No, they're not. Obviously they have to advertise numbers below the current local grid price... but those are first-year prices SolarCity includes a 2.9% annual escalator in their PPAs, so it's very likely they'll end up being higher than utility prices within a couple of years. There's no reason to expect utility rates to escalate that fast given the installation of utility-scale solar, and in fact my utility rates haven't gone up in 7 years. You can get a non-escalator PPA but they'll quote you more than the local grid price, as least in the parts of the country with fairly low grid prices (California and Hawaii are another matter).This is the SolarCity thread, no one is "paying" anything for rooftop solar here. Every SCTY PPA market is priced 10-15% below local grid prices.
We separated generation from distribution in NY over ten years ago.
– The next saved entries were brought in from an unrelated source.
//! Rows shared by every layer: documents, operations, version entries
//! and collaborators.

use chrono::{DateTime, Utc};
use quire_ot::TextOperation;
use serde::{Deserialize, Serialize};
use uuid::Uuid;

pub type DocumentId = Uuid;
pub type UserId = Uuid;

/// A collaboratively edited text document.
///
/// `version` and `length` always describe the newest entry in the version log.
#[derive(Debug, Clone, PartialEq, Serialize, Deserialize)]
pub struct Document {
    pub id: DocumentId,
    pub title: String,
    pub owner: UserId,
    pub is_public: bool,
    /// Newest accepted version (starts at 1, the genesis entry).
    pub version: u64,
    /// Length in characters after `version`.
    pub length: usize,
    pub created_at: DateTime<Utc>,
    pub updated_at: DateTime<Utc>,
}

impl Document {
    /// A document row before its genesis entry is written.
    pub fn new(owner: UserId, title: impl Into<String>, is_public: bool) -> Self {
        let now = Utc::now();
        Self {
            id: Uuid::new_v4(),
            title: title.into(),
            owner,
            is_public,
            version: 0,
            length: 0,
            created_at: now,
            updated_at: now,
        }
    }
}

/// An accepted edit.
///
/// `components` are stored as accepted, i.e. already transformed to apply
/// on top of the previous version. `base_version` keeps the version the
/// author originally edited against.
#[derive(Debug, Clone, PartialEq, Serialize, Deserialize)]
pub struct Operation {
    pub id: Uuid,
    pub document: DocumentId,
    pub author: UserId,
    pub components: TextOperation,
    pub base_version: u64,
    pub created_at: DateTime<Utc>,
}

impl Operation {
    pub fn new(document: DocumentId, author: UserId, base_version: u64, components: TextOperation) -> Self {
        Self {
            id: Uuid::new_v4(),
            document,
            author,
            components,
            base_version,
            created_at: Utc::now(),
        }
    }
}

/// One slot of the version log. `(document, version)` is unique.
#[derive(Debug, Clone, PartialEq, Serialize, Deserialize)]
pub struct VersionEntry {
    pub document: DocumentId,
    pub version: u64,
    pub operation: Operation,
    /// Document length after applying `operation`.
    pub result_len: usize,
}

/// Access level of a collaborator. Ordered: `View < Edit < Admin`.
#[derive(Debug, Clone, Copy, PartialEq, Eq, PartialOrd, Ord, Hash, Serialize, Deserialize)]
#[serde(rename_all = "lowercase")]
pub enum Permission {
    View,
    Edit,
    Admin,
}

impl std::fmt::Display for Permission {
    fn fmt(&self, f: &mut std::fmt::Formatter<'_>) -> std::fmt::Result {
        match self {
            Permission::View => write!(f, "view"),
            Permission::Edit => write!(f, "edit"),
            Permission::Admin => write!(f, "admin"),
        }
    }
}

#[derive(Debug, Clone, PartialEq, Eq, Serialize, Deserialize)]
pub struct Collaborator {
    pub document: DocumentId,
    pub user: UserId,
    pub permission: Permission,
}

/// Inbound edit: `{documentId, authorId, baseVersion, operationComponents}`.
#[derive(Debug, Clone, PartialEq, Serialize, Deserialize)]
pub struct Submission {
    pub document: DocumentId,
    pub author: UserId,
    pub base_version: u64,
    pub components: TextOperation,
}

/// Result of a successful submission.
#[derive(Debug, Clone, PartialEq, Serialize, Deserialize)]
pub struct Acceptance {
    pub version: u64,
    /// Components as logged, valid against `version - 1`.
    pub components: TextOperation,
    pub operation_id: Uuid,
    /// Versions the submission was transformed against.
    pub transformed_over: u64,
}

/// Materialised document content at a version.
#[derive(Debug, Clone, PartialEq, Eq, Serialize, Deserialize)]
pub struct Snapshot {
    pub document: DocumentId,
    pub version: u64,
    pub content: String,
}

#[cfg(test)]
mod tests {
    use super::*;

    #[test]
    fn test_permission_ordering() {
        assert!(Permission::View < Permission::Edit);
        assert!(Permission::Edit < Permission::Admin);
        assert_eq!(Permission::Admin.to_string(), "admin");
    }

    #[test]
    fn test_new_document_starts_before_genesis() {
        let owner = Uuid::new_v4();
        let doc = Document::new(owner, "Notes", false);
        assert_eq!(doc.version, 0);
        assert_eq!(doc.length, 0);
        assert_eq!(doc.owner, owner);
    }
}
So this is not what happens here. Grid prices have stayed constant, because the grid charges for transmission, and I can buy my generation from whatever utility solar farm I like.This is why a 2% escalator will never(in the short term) be an issue. On the first ~10 years of a 20 year contract signed today with SCTY in southeastern PA, you will NEVER see grid prices go down. As the customer(revenue) base is eroded by solar, the fossil/nuclear utility will need to raise rates in order to cover the static overall cost.
I've got to object to the idea that the value of a PPA or lease is linked to the value of the solar system. This is not collateral lending like a mortgage, where the borrower has a kind of put option on the value of the collateral in the form of a default. (I work in mortgage finance.) In practice, very few mortgage investors would every default strategically to excise this option even when their home is severely below the remaining balance. Rather, even in the recent housing crisis. Defaults were driven by financial distress, especially the loss of employment, rather than decline in home value.
MGM Resorts, Wynn planning to leave NV Energy
Both the MGM and Wynn to leave NV Energy.
Industries become disrupted when their business models are disrupted. This could happen much quicker than many expect.